In the past, several publishers have introduced recommendations and requirements anchored in policies and guidelines on appropriate data description, standardization, archiving and sharing of digital objects [20, 25]. Many publishers primarily provide policies and guidelines on data sharing, and only in addition, they recommend to share the underlying code of scientific findings from computational analyses, but do not provide guidelines on specific steps for code sharing. Such vague recommendations have yet to be structured and specified in detail, also in a more stringent form, in order to avoid a wide margin of interpretation.

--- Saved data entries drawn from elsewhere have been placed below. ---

//! Pre-defined type aliases for the matrix sizes used by the geometric types.

use crate::Matrix;

// ── Square matrix aliases ──────────────────────────────────────────

/// 1×1 matrix.
pub type Matrix1<T> = Matrix<T, 1, 1>;
/// 2×2 matrix.
pub type Matrix2<T> = Matrix<T, 2, 2>;
/// 3×3 matrix: homogeneous 2D transforms.
pub type Matrix3<T> = Matrix<T, 3, 3>;
/// 4×4 matrix: homogeneous 3D transforms.
pub type Matrix4<T> = Matrix<T, 4, 4>;

// ── Rectangular matrix aliases ─────────────────────────────────────

/// 2×3 matrix.
pub type Matrix2x3<T> = Matrix<T, 2, 3>;
/// 3×2 matrix.
pub type Matrix3x2<T> = Matrix<T, 3, 2>;
/// 3×4 matrix.
pub type Matrix3x4<T> = Matrix<T, 3, 4>;
/// 4×3 matrix.
pub type Matrix4x3<T> = Matrix<T, 4, 3>;
use crate::math::ConstEval;
use crate::matrix::aliases::Matrix3;
use crate::matrix::vector::Vector2;
use crate::traits::FloatScalar;

use super::Transform;

/// 2D transform: translation, counter-clockwise rotation in radians, and
/// per-axis scale.
///
/// The default is the identity: no translation, no rotation, unit scale.
#[derive(Debug, Clone, Copy, PartialEq)]
pub struct Transform2D<T = f32> {
    pub translation: Vector2<T>,
    pub rotation: T,
    pub scale: Vector2<T>,
}

impl<T: Copy> Transform2D<T> {
    pub const fn new(translation: Vector2<T>, rotation: T, scale: Vector2<T>) -> Self {
        Self {
            translation,
            rotation,
            scale,
        }
    }
}

impl<T: FloatScalar> Transform2D<T> {
    pub fn identity() -> Self {
        Self::new(Vector2::zeros(), T::zero(), Vector2::one())
    }

    /// Local matrix: `translation × rotation × scale`.
    pub fn matrix(&self) -> Matrix3<T> {
        Matrix3::translation(self.translation)
            * Matrix3::rotation(self.rotation)
            * Matrix3::scale(self.scale)
    }
}

impl<T: FloatScalar> Default for Transform2D<T> {
    fn default() -> Self {
        Self::identity()
    }
}

impl<T: FloatScalar> Transform for Transform2D<T> {
    type Matrix = Matrix3<T>;

    fn matrix(&self) -> Matrix3<T> {
        Transform2D::matrix(self)
    }
}

macro_rules! impl_const_transform2d {
    ($($t:ty),*) => {
        $(
            impl ConstEval<Transform2D<$t>> {
                pub const fn matrix(self) -> ConstEval<Matrix3<$t>> {
                    let tr = self.0;
                    ConstEval::<Matrix3<$t>>::translation(tr.translation)
                        .mul(ConstEval::<Matrix3<$t>>::rotation(tr.rotation))
                        .mul(ConstEval::<Matrix3<$t>>::scale(tr.scale))
                }

                pub const fn world_matrix(self, parent_world: Matrix3<$t>) -> ConstEval<Matrix3<$t>> {
                    ConstEval(parent_world).mul(self.matrix())
                }
            }
        )*
    };
}

impl_const_transform2d!(f32, f64);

The Transparency and Openness Promotion (TOP) guidelines define several levels for reproducibility and open science principles on digital object sharing, including code [26]. This development was driven by researchers in psychology due to the reproducibility crisis [27, 28]. Level 0 encourages code sharing or does not require authors to add a code availability statement. Level 1 requires some code availability statement. Level 2 for code deposited in a trusted repository. Level 3 adds the replication of code during the review phase of the publication next to code deposition in trusted repositories. This is partly in line with the reproducibility spectrum presented in Fig. 1. Examples for all levels translated to data sharing can be found among Wiley journals [29]. Still, there is only a introductory note that research data include methods, algorithms and software, while the term code is not mentioned. Examples for level 2 are given by Nature [30] or PLOS [31]. The latter provides specific instructions on disclosure. NeurIPS is one rare example for level 3 [32]. In exceptional domain-specific cases, guidelines for structuring code submission have been established together with code reviews during the peer review process [33].

Disciplinary differences in research practices may require domain-specific standards for disclosure of digital objects. Some research areas have broadly accepted open science as standard practice, such as for social sciences where data or code sharing practices have been used by less than half of authors in 2010 and currently this number has increased to 87% [34]. However, this does not indicate that they share code or data in each of their research works. Another study highlighted up to 18% articles to share the underlying code in case of publications on computational models [35]. In distinct disciplines, for example across medical research, data sharing rates have been shown to be consistently low at around 8% with much lower rates for public code sharing [36, 37]. A meta-analysis in the domain of medical and health sciences argues that declarations of data sharing have increased since 2016, while declared and actual public data sharing significantly differed, and code sharing prevalence did not increase, other than in the domain of computer sciences [36]. Interestingly, several factors might contribute to this effect, such as data privacy when working with data from human participants, but also cultural differences among domains.

In computational research, source code constitutes the documented specification of methods, equivalently comparable to mathematical formulas in theoretical science [38]. Thereby, in a reproducible research setting the clarity of presentation becomes a new priority. Decision making has to be documented alongside source code, while versioning systems, such as GIT, facilitate transparency [39, 40]. Software has to be documented in a instructional style, to an extent that it is described sufficiently clearly and in detail to be traceable, interpretable and reproducible. There are differences in the perception as well as presentation of data between science and technology research teams [41]. This results in a different readability of source code, since development teams start scripting by rapid prototyping and then continue to optimize for performance, whereas science teams use data and code for providing their hypotheses [38].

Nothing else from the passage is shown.